A Fundação do Patrimônio Histórico e Artístico de Pernambuco (Fundarpe), responsável pelo espaço cultural, informa que pretende recuperar o relógio em 2017. No outro lado da ponte, no bairro de Santo Antônio, o Convento Franciscano da Rua do Imperador preserva um relógio quase escondido do público, na cúpula do prédio do século 17.
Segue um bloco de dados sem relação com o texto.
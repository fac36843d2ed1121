//! Batch generation of configs that reference each other.
//!
//! [`generate_mesh`] gives every node a fresh key pair and the base address
//! list stepped by its index. Nodes with an endpoint are reachable: they
//! listen on the endpoint's port and peer with every other node, routing
//! only that node's host addresses. Nodes without one peer only with the
//! reachable nodes, routing [`MeshOptions::allowed_ips`] through them.

use log::debug;
use rand::rngs::OsRng;
use rand::{CryptoRng, RngCore};
use serde::{Deserialize, Serialize};

use crate::conf::ip::{check_list, host_routes, increment_addresses};
use crate::conf::types::{InterfaceSection, PeerSection, WireGuardConfig};
use crate::crypto::KeyPair;
use crate::error::{KeyError, Result};

/// Port appended to endpoints given without one.
pub const DEFAULT_LISTEN_PORT: u16 = 51820;

/// Settings shared by every node of a generated mesh.
#[derive(Debug, Clone, PartialEq, Eq, Serialize, Deserialize)]
#[serde(rename_all = "camelCase", default)]
pub struct MeshOptions {
    /// Number of configs to generate, at least 1.
    pub quantity: usize,
    /// Address list of node 0; node `i` gets each entry plus `i`.
    pub address: String,
    /// `host[:port]` per node, by index. Empty or missing entries mark nodes
    /// that are not reachable.
    pub endpoints: Vec<String>,
    /// Port for endpoints written without one.
    pub listen_port: u16,
    /// Routed through reachable nodes by the nodes that are not.
    #[serde(rename = "allowedIPs")]
    pub allowed_ips: String,
    /// Set on every peer entry pointing at a reachable node from a node
    /// that is not. Zero disables it.
    pub persistent_keepalive: Option<u16>,
    pub reserved: Option<String>,
    pub dns: Option<String>,
    pub mtu: Option<u32>,
    // Applied to reachable nodes only.
    pub fw_mark: Option<String>,
    pub table: Option<String>,
    pub save_config: Option<String>,
    pub pre_up: Option<String>,
    pub post_up: Option<String>,
    pub pre_down: Option<String>,
    pub post_down: Option<String>,
}

impl Default for MeshOptions {
    fn default() -> Self {
        Self {
            quantity: 2,
            address: "10.0.0.1/24".into(),
            endpoints: Vec::new(),
            listen_port: DEFAULT_LISTEN_PORT,
            allowed_ips: "0.0.0.0/0, ::/0".into(),
            persistent_keepalive: Some(25),
            reserved: None,
            dns: None,
            mtu: None,
            fw_mark: None,
            table: None,
            save_config: None,
            pre_up: None,
            post_up: None,
            pre_down: None,
            post_down: None,
        }
    }
}

impl MeshOptions {
    pub fn new(quantity: usize, address: impl Into<String>) -> Self {
        Self {
            quantity,
            address: address.into(),
            ..Self::default()
        }
    }

    pub fn with_endpoints<I, S>(mut self, endpoints: I) -> Self
    where
        I: IntoIterator<Item = S>,
        S: Into<String>,
    {
        self.endpoints = endpoints.into_iter().map(Into::into).collect();
        self
    }

    pub fn with_allowed_ips(mut self, allowed_ips: impl Into<String>) -> Self {
        self.allowed_ips = allowed_ips.into();
        self
    }

    pub fn with_dns(mut self, dns: impl Into<String>) -> Self {
        self.dns = Some(dns.into());
        self
    }

    /// Check every field and resolve the endpoints of the first
    /// `quantity` nodes.
    fn resolve(&self) -> Result<Vec<Option<Endpoint>>> {
        if self.quantity == 0 {
            return Err(invalid("quantity", "must be at least 1"));
        }
        check_list("Address", &self.address, false)?;
        check_list("AllowedIPs", &self.allowed_ips, true)?;
        if let Some(dns) = self.dns.as_deref().filter(|d| !d.trim().is_empty()) {
            check_list("DNS", dns, false)?;
        }
        if let Some(save) = self.save_config.as_deref().filter(|s| !s.is_empty()) {
            if save != "true" && save != "false" {
                return Err(invalid("SaveConfig", "must be true or false"));
            }
        }
        if self.listen_port == 0 {
            return Err(invalid("ListenPort", "must be between 1 and 65535"));
        }

        let endpoints = (0..self.quantity)
            .map(|i| match self.endpoints.get(i).map(|e| e.trim()) {
                Some(text) if !text.is_empty() => {
                    Endpoint::parse(text, self.listen_port).map(Some)
                }
                _ => Ok(None),
            })
            .collect::<Result<Vec<_>>>()?;

        if endpoints.iter().all(Option::is_none) {
            return Err(invalid("Endpoint", "at least one node needs an endpoint"));
        }
        if self.endpoints.len() > self.quantity {
            debug!(
                "ignoring {} endpoint(s) beyond node {}",
                self.endpoints.len() - self.quantity,
                self.quantity - 1
            );
        }
        Ok(endpoints)
    }
}

/// A reachable node's `host:port`.
#[derive(Debug, Clone, PartialEq, Eq)]
struct Endpoint {
    text: String,
    port: u16,
}

impl Endpoint {
    /// Accepts `host`, `host:port`, a bare IPv6 address, or `[v6]:port`.
    fn parse(text: &str, default_port: u16) -> Result<Self> {
        let (host, port) = if let Some(rest) = text.strip_prefix('[') {
            let (host, after) = rest
                .split_once(']')
                .ok_or_else(|| invalid("Endpoint", format!("{text}: unclosed bracket")))?;
            match after.strip_prefix(':') {
                Some(port) => (format!("[{host}]"), Some(port)),
                None if after.is_empty() => (format!("[{host}]"), None),
                None => return Err(invalid("Endpoint", format!("{text}: unexpected {after}"))),
            }
        } else if text.matches(':').count() > 1 {
            let v6: std::net::Ipv6Addr = text
                .parse()
                .map_err(|_| invalid("Endpoint", format!("{text}: bracket IPv6 hosts")))?;
            (format!("[{v6}]"), None)
        } else {
            match text.split_once(':') {
                Some((host, port)) => (host.to_string(), Some(port)),
                None => (text.to_string(), None),
            }
        };

        if host.is_empty() || host == "[]" {
            return Err(invalid("Endpoint", format!("{text}: missing host")));
        }
        let port = match port {
            Some(p) => match p.parse::<u16>() {
                Ok(port) if port != 0 => port,
                _ => return Err(invalid("Endpoint", format!("{text}: bad port"))),
            },
            None => default_port,
        };
        Ok(Self {
            text: format!("{host}:{port}"),
            port,
        })
    }
}

struct Node {
    pair: KeyPair,
    address: String,
    endpoint: Option<Endpoint>,
}

/// Generate one config per node using the OS random source.
pub fn generate_mesh(options: &MeshOptions) -> Result<Vec<WireGuardConfig>> {
    generate_mesh_from(&mut OsRng, options)
}

/// Generate one config per node, drawing keys from `rng`.
///
/// The result is indexed like the nodes: entry `i` is node `i`'s config.
pub fn generate_mesh_from<R>(rng: &mut R, options: &MeshOptions) -> Result<Vec<WireGuardConfig>>
where
    R: RngCore + CryptoRng + ?Sized,
{
    let endpoints = options.resolve()?;

    let mut nodes = Vec::with_capacity(options.quantity);
    for (i, endpoint) in endpoints.into_iter().enumerate() {
        nodes.push(Node {
            pair: KeyPair::generate_from(rng)?,
            address: increment_addresses(&options.address, i as u128)?,
            endpoint,
        });
    }

    let configs = (0..nodes.len())
        .map(|i| node_config(options, &nodes, i))
        .collect::<Result<Vec<_>>>()?;
    debug!(
        "generated {} configs, {} reachable",
        configs.len(),
        nodes.iter().filter(|n| n.endpoint.is_some()).count()
    );
    Ok(configs)
}

fn node_config(options: &MeshOptions, nodes: &[Node], me: usize) -> Result<WireGuardConfig> {
    let node = &nodes[me];
    let mut interface = InterfaceSection::new(node.pair.private_key().to_base64(), &node.address);
    interface.dns = options.dns.clone();
    interface.mtu = options.mtu;

    let others = nodes.iter().enumerate().filter(|&(i, _)| i != me);
    let mut peers = Vec::new();

    if let Some(endpoint) = &node.endpoint {
        interface.listen_port = Some(endpoint.port);
        interface.fw_mark = options.fw_mark.clone();
        interface.table = options.table.clone();
        interface.save_config = options.save_config.clone();
        interface.pre_up = options.pre_up.clone();
        interface.post_up = options.post_up.clone();
        interface.pre_down = options.pre_down.clone();
        interface.post_down = options.post_down.clone();

        for (_, other) in others {
            let mut peer = PeerSection::new(
                other.pair.public_key().to_base64(),
                host_routes(&other.address)?,
            );
            peer.endpoint = other.endpoint.as_ref().map(|e| e.text.clone());
            peers.push(peer);
        }
    } else {
        for (_, other) in others {
            let Some(endpoint) = &other.endpoint else {
                continue;
            };
            let mut peer = PeerSection::new(
                other.pair.public_key().to_base64(),
                options.allowed_ips.clone(),
            )
            .with_endpoint(endpoint.text.clone());
            peer.persistent_keepalive = options.persistent_keepalive.filter(|&k| k != 0);
            peer.reserved = options.reserved.clone().filter(|r| !r.is_empty());
            peers.push(peer);
        }
    }

    Ok(WireGuardConfig { interface, peers })
}

fn invalid(field: &str, reason: impl Into<String>) -> KeyError {
    KeyError::InvalidField {
        field: field.to_string(),
        reason: reason.into(),
    }
}
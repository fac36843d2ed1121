//! wg-keys — WireGuard-compatible Curve25519 keys.
//!
//! Generates clamped private keys, derives their public keys, generates
//! preshared keys, and parses base64 key text, all in the encoding used by
//! WireGuard tooling. The [`boundary`] module is what host bindings call;
//! [`conf`] handles wg-quick files built from those keys.
//!
//! Every operation is a stateless function of its input (or of the OS
//! random source) and is safe to call from any number of threads.

pub mod boundary;
pub mod conf;
pub mod crypto;
pub mod error;
pub mod key;

// Re-export primary types
pub use boundary::{generate_key_pair, generate_pre_key, KeyPairResponse};
pub use conf::{generate_mesh, InterfaceSection, MeshOptions, PeerSection, WireGuardConfig};
pub use crypto::{derive_public, generate_private_scalar, generate_random_key, KeyPair};
pub use error::{KeyError, Result};
pub use key::{Key, ENCODED_KEY_LEN, KEY_LEN};
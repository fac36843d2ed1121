//! Integration tests for the host-facing boundary.
//!
//! Walks the four host scenarios end to end through the public API only.

use wg_keys::crypto::{clamp, derive_public, is_clamped};
use wg_keys::{generate_key_pair, generate_pre_key, Key, KeyPairResponse, ENCODED_KEY_LEN};

#[test]
fn pre_key_is_44_chars_and_32_bytes() {
    let psk = generate_pre_key().expect("entropy should be available");
    assert_eq!(psk.len(), ENCODED_KEY_LEN);
    assert!(psk.ends_with('='));

    let key = Key::from_base64(&psk).expect("preshared key must decode");
    assert_eq!(key.as_bytes().len(), 32);
}

#[test]
fn fresh_pair_public_matches_private() {
    let response = generate_key_pair(None).expect("entropy should be available");
    let (private, public) = response.into_result().expect("fresh pair cannot fail");

    assert_eq!(private.len(), ENCODED_KEY_LEN);
    assert_eq!(public.len(), ENCODED_KEY_LEN);

    let private_key = Key::from_base64(&private).unwrap();
    let public_key = Key::from_base64(&public).unwrap();
    assert!(is_clamped(private_key.as_bytes()));
    assert_eq!(derive_public(&private_key), public_key);
}

#[test]
fn invalid_text_yields_error_value_only() {
    let response = generate_key_pair(Some("not-base64!!")).expect("decode errors are values");
    assert!(response.is_error());
    assert!(response.private_key().is_none());
    assert!(response.public_key().is_none());

    let json = serde_json::to_value(&response).unwrap();
    let obj = json.as_object().unwrap();
    assert_eq!(obj.len(), 1);
    assert!(obj.contains_key("error"));
}

#[test]
fn supplied_clamped_scalar_is_echoed() {
    let mut bytes = [0x5au8; 32];
    clamp(&mut bytes);
    let private = Key::from(bytes);
    let text = private.to_base64();

    let response = generate_key_pair(Some(&text)).unwrap();
    let expected_public = derive_public(&private).to_base64();
    assert_eq!(
        response,
        KeyPairResponse::Pair {
            private: text.clone(),
            public: expected_public,
        }
    );
}

#[test]
fn supplied_key_with_trailing_newline_is_not_normalized() {
    let pair = generate_key_pair(None).unwrap();
    let (private, public) = pair.into_result().unwrap();
    let pasted = format!("{private}\r\n");

    let response = generate_key_pair(Some(&pasted)).unwrap();
    assert_eq!(response.private_key(), Some(pasted.as_str()));
    assert_eq!(response.public_key(), Some(public.as_str()));
}

#[test]
fn supplied_key_with_stray_trailing_bits_is_echoed() {
    let text = "AAAAAAAAAAAAAAAAAAAAAAAAAAAAAAAAAAAAAAAAAAB=";
    let zero_public = derive_public(&Key::from([0u8; 32])).to_base64();

    let response = generate_key_pair(Some(text)).unwrap();
    assert_eq!(response.private_key(), Some(text));
    assert_eq!(response.public_key(), Some(zero_public.as_str()));
}

#[test]
fn hex_private_key_is_rejected() {
    let hex_text = "5dab087e624a8a4b79e17f8b83800ee66f3bb1292618b6fd1c2f8b27ff88e0eb";
    let response = generate_key_pair(Some(hex_text)).unwrap();
    assert_eq!(response.error(), Some("incorrect key size: 48"));
}

#[test]
fn successive_pairs_differ() {
    let a = generate_key_pair(None).unwrap();
    let b = generate_key_pair(None).unwrap();
    assert_ne!(a.private_key(), b.private_key());
    assert_ne!(a.public_key(), b.public_key());
}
Possivelmente instalado no século 19, o relógio é de fabricação alemã (os demais são ingleses) e pode ser apreciado do claustro do convento. “A construção do Palácio da Justiça escondeu o relógio”, observa Bráulio. “Há outros semelhantes nos conventos de Olinda e Ipojuca”, informa frei Roberto Soares de Oliveira. Não há previsão para a recuperação do relógio, outro carrilhão que tocava as horas no Recife.
O mais moderno dos relógios antigos, mecânico, fica na Agência Central dos Correios, na Avenida Guararapes, bairro de Santo Antônio. Tem 4,5 metros de diâmetro e decora a fachada desde a inauguração do prédio, em 1950. Ele parou de funcionar em outubro de 2016 e é preciso trocar uma peça do motor. Porém, não há previsão de o relógio voltar a marcar as horas.
Há mais relógios em outros prédios antigos, como a Igreja do Santíssimo Sacramento (Matriz da Boa Vista), na Praça Maciel Pinheiro. Aliás, a igreja tem quatro, dois em cada torre sineira, sem os ponteiros. “Todos fazem parte da história da cidade, infelizmente, com a popularização dos relógios, cada vez mais as pessoas olham menos para o alto e eles foram sendo esquecidos”, declara Bráulio.